I can appreciate your wanting to design a "perfect" feed screw and nut for milling machine tables. However, going back to your analogy of the saddle, there are as many ways (and maybe more) of designing this anti-backlash mechanism as there are (or were) machine tool builders. All were designed to accomplish the same thing. I do not think any design ever resulted in the ideal of "zero backlash". We learned to live with what we had on those flood gates, and kept Cardish Machine Works busy from time to time making more stem nuts. I would have to say that once the ball screw system was perfected and came into common use, the quest for the better anti backlash design quietly faded away, not to mention the numerous builders of manual milling machines who similarly and sadly also faded into oblivion.
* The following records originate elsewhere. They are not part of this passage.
use crate::error::{DatasetError, Result};
use serde::Deserialize;
use std::collections::HashMap;
use std::path::Path;
use tracing::info;

/// One row of `transfers.csv`.
#[derive(Debug, Clone, Deserialize)]
pub struct TransferRow {
    pub from_address: String,
    pub to_address: String,
    #[serde(default)]
    pub asset: String,
    #[serde(default)]
    pub amount: f64,
    /// Unix seconds.
    pub block_time: i64,
}

/// Directed edge index over a dataset's transfers, built once per dataset:
/// `from -> to -> sorted block times`. Per-hop membership checks are O(1)
/// expected; memory is proportional to the transfer count.
#[derive(Debug, Default)]
pub struct TransferIndex {
    edges: HashMap<String, HashMap<String, Vec<i64>>>,
    transfer_count: usize,
}

impl TransferIndex {
    pub fn from_rows(rows: impl IntoIterator<Item = TransferRow>) -> Self {
        let mut edges: HashMap<String, HashMap<String, Vec<i64>>> = HashMap::new();
        let mut transfer_count = 0;
        for row in rows {
            edges
                .entry(row.from_address)
                .or_default()
                .entry(row.to_address)
                .or_default()
                .push(row.block_time);
            transfer_count += 1;
        }
        for targets in edges.values_mut() {
            for times in targets.values_mut() {
                times.sort_unstable();
            }
        }
        Self {
            edges,
            transfer_count,
        }
    }

    pub fn load(path: &Path) -> Result<Self> {
        if !path.is_file() {
            return Err(DatasetError::ArtifactMissing(path.to_path_buf()));
        }
        let mut reader = csv::Reader::from_path(path).map_err(|source| DatasetError::Csv {
            path: path.to_path_buf(),
            source,
        })?;

        let mut rows = Vec::new();
        for record in reader.deserialize::<TransferRow>() {
            let row = record.map_err(|source| DatasetError::Csv {
                path: path.to_path_buf(),
                source,
            })?;
            rows.push(row);
        }

        let index = Self::from_rows(rows);
        info!(
            path = %path.display(),
            transfers = index.transfer_count,
            from_addresses = index.edges.len(),
            "transfer index built"
        );
        Ok(index)
    }

    pub fn transfer_count(&self) -> usize {
        self.transfer_count
    }

    /// At least one transfer `from -> to` exists. Direction is significant.
    pub fn edge_exists(&self, from: &str, to: &str) -> bool {
        self.edges
            .get(from)
            .map(|targets| targets.contains_key(to))
            .unwrap_or(false)
    }

    /// Sorted block times of all transfers `from -> to`, empty when the edge
    /// does not exist.
    pub fn edge_times(&self, from: &str, to: &str) -> &[i64] {
        self.edges
            .get(from)
            .and_then(|targets| targets.get(to))
            .map(|times| times.as_slice())
            .unwrap_or(&[])
    }
}
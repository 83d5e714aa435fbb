use crate::backend::StoreBackend;
use crate::error::{Result, StoreError};
use agora_types::{
    EvaluationRun, LifecycleState, ParticipantId, Submission, SubmissionId, SubmissionStatus,
    Tournament, TournamentConfig, TournamentId, TournamentResult, TournamentStatus,
};
use chrono::{DateTime, Utc};
use std::collections::HashSet;
use std::sync::Arc;
use tracing::{info, warn};

/// Invariant-enforcing facade over a `StoreBackend`. Every mutation the
/// orchestrator performs goes through here; components never share entity
/// objects, only ids and snapshots.
#[derive(Clone)]
pub struct TournamentStore {
    backend: Arc<dyn StoreBackend>,
}

impl TournamentStore {
    pub fn new(backend: Arc<dyn StoreBackend>) -> Self {
        Self { backend }
    }

    pub fn backend(&self) -> &Arc<dyn StoreBackend> {
        &self.backend
    }

    // ------------------------------------------------------------------
    // Tournaments
    // ------------------------------------------------------------------

    /// Create a tournament for an epoch. Fails when the epoch number is
    /// taken or another tournament is still live.
    pub async fn create_tournament(
        &self,
        epoch_number: u64,
        config: TournamentConfig,
        now: DateTime<Utc>,
    ) -> Result<Tournament> {
        if let Some(existing) = self.backend.get_tournament_by_epoch(epoch_number).await? {
            warn!(epoch = epoch_number, existing = %existing.id, "epoch number already taken");
            return Err(StoreError::DuplicateEpoch(epoch_number));
        }
        if let Some(live) = self.active_tournament().await? {
            return Err(StoreError::ActiveTournamentExists(live.id.to_hex()));
        }

        let tournament = Tournament::new(epoch_number, config, now);
        self.backend.put_tournament(&tournament).await?;
        info!(
            tournament_id = %tournament.id,
            epoch = epoch_number,
            networks = ?tournament.networks,
            "🏁 tournament created"
        );
        Ok(tournament)
    }

    pub async fn get_tournament(&self, id: &TournamentId) -> Result<Tournament> {
        self.backend
            .get_tournament(id)
            .await?
            .ok_or_else(|| StoreError::NotFound(format!("tournament {id}")))
    }

    /// The single tournament in a non-terminal status, if any.
    pub async fn active_tournament(&self) -> Result<Option<Tournament>> {
        Ok(self
            .backend
            .list_tournaments()
            .await?
            .into_iter()
            .find(|t| !t.status.is_terminal()))
    }

    pub async fn latest_epoch_number(&self) -> Result<Option<u64>> {
        Ok(self
            .backend
            .list_tournaments()
            .await?
            .into_iter()
            .map(|t| t.epoch_number)
            .max())
    }

    /// Advance the tournament along its lifecycle graph. Rejects anything
    /// the graph forbids.
    pub async fn advance_tournament(
        &self,
        id: &TournamentId,
        next: TournamentStatus,
    ) -> Result<Tournament> {
        let mut tournament = self.get_tournament(id).await?;
        if !tournament.status.can_transition_to(&next) {
            return Err(StoreError::InvalidTransition {
                entity: "tournament",
                from: tournament.status.to_string(),
                to: next.to_string(),
            });
        }
        let from = tournament.status;
        tournament.status = next;
        if next.is_terminal() {
            tournament.completed_at = Some(Utc::now());
        }
        self.backend.update_tournament(&tournament).await?;
        info!(
            tournament_id = %id,
            from = %from,
            to = %next,
            "🔄 tournament status advanced"
        );
        Ok(tournament)
    }

    pub async fn mark_weights_set(&self, id: &TournamentId) -> Result<()> {
        let mut tournament = self.get_tournament(id).await?;
        tournament.weights_set_at = Some(Utc::now());
        self.backend.update_tournament(&tournament).await
    }

    pub async fn set_tournament_counters(
        &self,
        id: &TournamentId,
        total_submissions: Option<u32>,
        total_runs: Option<u32>,
    ) -> Result<()> {
        let mut tournament = self.get_tournament(id).await?;
        if let Some(n) = total_submissions {
            tournament.total_submissions = n;
        }
        if let Some(n) = total_runs {
            tournament.total_runs = n;
        }
        self.backend.update_tournament(&tournament).await
    }

    // ------------------------------------------------------------------
    // Submissions
    // ------------------------------------------------------------------

    /// Record a participant's claim during the collection window. A repeat
    /// claim from the same participant replaces the previous `(url, commit)`
    /// while the submission is still pending; anything later is rejected.
    pub async fn upsert_submission(
        &self,
        tournament_id: TournamentId,
        participant_id: ParticipantId,
        repository_url: String,
        commit_hash: String,
        now: DateTime<Utc>,
    ) -> Result<Submission> {
        let id = SubmissionId::for_participant(&tournament_id, &participant_id);
        match self.backend.get_submission(&id).await? {
            None => {
                let submission = Submission::new(
                    tournament_id,
                    participant_id,
                    repository_url,
                    commit_hash,
                    now,
                );
                self.backend.put_submission(&submission).await?;
                info!(
                    submission_id = %submission.id,
                    participant = %submission.participant_id,
                    "📨 submission recorded"
                );
                Ok(submission)
            }
            Some(mut existing) => {
                if existing.status != SubmissionStatus::Pending {
                    return Err(StoreError::Conflict(format!(
                        "submission {id} already {}",
                        existing.status
                    )));
                }
                if existing.repository_url != repository_url
                    || existing.commit_hash != commit_hash
                {
                    existing.repository_url = repository_url;
                    existing.commit_hash = commit_hash;
                    existing.submitted_at = now;
                    self.backend.update_submission(&existing).await?;
                    info!(
                        submission_id = %existing.id,
                        participant = %existing.participant_id,
                        "submission claim updated"
                    );
                }
                Ok(existing)
            }
        }
    }

    pub async fn get_submission(&self, id: &SubmissionId) -> Result<Submission> {
        self.backend
            .get_submission(id)
            .await?
            .ok_or_else(|| StoreError::NotFound(format!("submission {id}")))
    }

    /// Submissions of a tournament in stable (submission-id) order.
    pub async fn list_submissions(&self, tournament: &TournamentId) -> Result<Vec<Submission>> {
        self.backend.list_submissions(tournament).await
    }

    pub async fn validated_submissions(
        &self,
        tournament: &TournamentId,
    ) -> Result<Vec<Submission>> {
        Ok(self
            .list_submissions(tournament)
            .await?
            .into_iter()
            .filter(|s| s.status == SubmissionStatus::Validated)
            .collect())
    }

    /// Move a submission along its lifecycle, attaching the build output or
    /// classified error.
    pub async fn set_submission_status(
        &self,
        id: &SubmissionId,
        next: SubmissionStatus,
        image_tag: Option<String>,
        error: Option<String>,
    ) -> Result<Submission> {
        let mut submission = self.get_submission(id).await?;
        if !submission.status.can_transition_to(&next) {
            return Err(StoreError::InvalidTransition {
                entity: "submission",
                from: submission.status.to_string(),
                to: next.to_string(),
            });
        }
        submission.status = next;
        if let Some(tag) = image_tag {
            submission.image_tag = Some(tag);
        }
        if let Some(message) = error {
            submission.error = Some(message);
        }
        if next == SubmissionStatus::Validated {
            submission.validated_at = Some(Utc::now());
        }
        self.backend.update_submission(&submission).await?;
        Ok(submission)
    }

    // ------------------------------------------------------------------
    // Evaluation runs
    // ------------------------------------------------------------------

    /// Create the run row unless it already exists. The run id is derived
    /// from `(submission_id, epoch_number)`, so re-delivered queue jobs land
    /// on the existing row and leave the store unchanged.
    pub async fn create_run_if_absent(&self, run: EvaluationRun) -> Result<(EvaluationRun, bool)> {
        if let Some(existing) = self.backend.get_run(&run.id).await? {
            return Ok((existing, false));
        }
        self.backend.put_run(&run).await?;
        Ok((run, true))
    }

    pub async fn get_run(&self, id: &agora_types::RunId) -> Result<EvaluationRun> {
        self.backend
            .get_run(id)
            .await?
            .ok_or_else(|| StoreError::NotFound(format!("run {id}")))
    }

    /// Persist updated run state, holding the status to its lifecycle graph.
    pub async fn update_run(&self, run: &EvaluationRun) -> Result<()> {
        let stored = self.get_run(&run.id).await?;
        if stored.status != run.status && !stored.status.can_transition_to(&run.status) {
            return Err(StoreError::InvalidTransition {
                entity: "run",
                from: stored.status.to_string(),
                to: run.status.to_string(),
            });
        }
        self.backend.update_run(run).await
    }

    pub async fn runs_for_submission(
        &self,
        submission: &SubmissionId,
    ) -> Result<Vec<EvaluationRun>> {
        self.backend.list_runs_by_submission(submission).await
    }

    /// Every run of every submission in a tournament, paired with its
    /// submission snapshot.
    pub async fn runs_for_tournament(
        &self,
        tournament: &TournamentId,
    ) -> Result<Vec<(Submission, Vec<EvaluationRun>)>> {
        let mut out = Vec::new();
        for submission in self.list_submissions(tournament).await? {
            let runs = self.runs_for_submission(&submission.id).await?;
            out.push((submission, runs));
        }
        Ok(out)
    }

    // ------------------------------------------------------------------
    // Results
    // ------------------------------------------------------------------

    /// Persist the final ranking, one result per participant, atomically.
    pub async fn persist_results(
        &self,
        tournament: &TournamentId,
        results: &[TournamentResult],
    ) -> Result<()> {
        let mut participants = HashSet::new();
        for result in results {
            if &result.tournament_id != tournament {
                return Err(StoreError::Conflict(format!(
                    "result for foreign tournament {}",
                    result.tournament_id
                )));
            }
            if !participants.insert(result.participant_id.clone()) {
                return Err(StoreError::Conflict(format!(
                    "duplicate result for participant {}",
                    result.participant_id
                )));
            }
        }
        self.backend.put_results(tournament, results).await?;
        info!(
            tournament_id = %tournament,
            participants = results.len(),
            "🏆 tournament results persisted"
        );
        Ok(())
    }

    pub async fn list_results(&self, tournament: &TournamentId) -> Result<Vec<TournamentResult>> {
        self.backend.list_results(tournament).await
    }
}
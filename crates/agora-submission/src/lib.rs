/*!
# Agora Submission

Everything between a peer's `(repository_url, commit_hash)` answer and an
addressable, scanned container image.

The peer transport itself is outside the engine; `SubmissionProtocol` is the
seam it plugs into. The build pipeline — shallow fetch at the exact commit,
static source scan, image build, deterministic tag — is the only part of the
engine with network access. Everything downstream runs offline.
*/

pub mod builder;
pub mod error;
pub mod processor;
pub mod protocol;
pub mod scanner;

pub use builder::{GitDockerBuilder, ImageBuilder};
pub use error::SubmissionError;
pub use processor::SubmissionProcessor;
pub use protocol::{SubmissionClaim, SubmissionProtocol};
pub use scanner::{ScanViolation, SourceScanner};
You simply can't have "zero backlash" with a conventional screw and nut. There HAS to be some slight clearance to avoid clamping the screw onto the nut, and to allow a film of lubrication. Once that is established, backlash, however slight, is a given. The trick is keeping backlash in workable limits to allow climb milling. As I said, I've used older and worn mills with a half turn of backlash in the X axis feed screw due to worn nuts. Despite that, I worked to the thousandth with no problem. If you work on machine tools, you learn to "take up the backlash" as a routine thing. If you work on worn older machine tools, you also learn how to deal with "stick slip" friction in the sliding surfaces when needing to take a fine finishing cut or make a very small adjustment to table position. A nice tight machine tool is sheer pleasure and a joy to work on, no question about it. But, in the real world, we had to work on what we had, where getting a job done was the main thing, not repairing someone else's worn out machine tools with materials and parts we did not have.

As I wrote, the idea of using Belleville Washers in a "pack" concentric with the feed screw to provide a very precisely controlled "preload" to the feed nuts is something I'd explore if I were designing and anti backlash mechanism. It is "simple but elegant".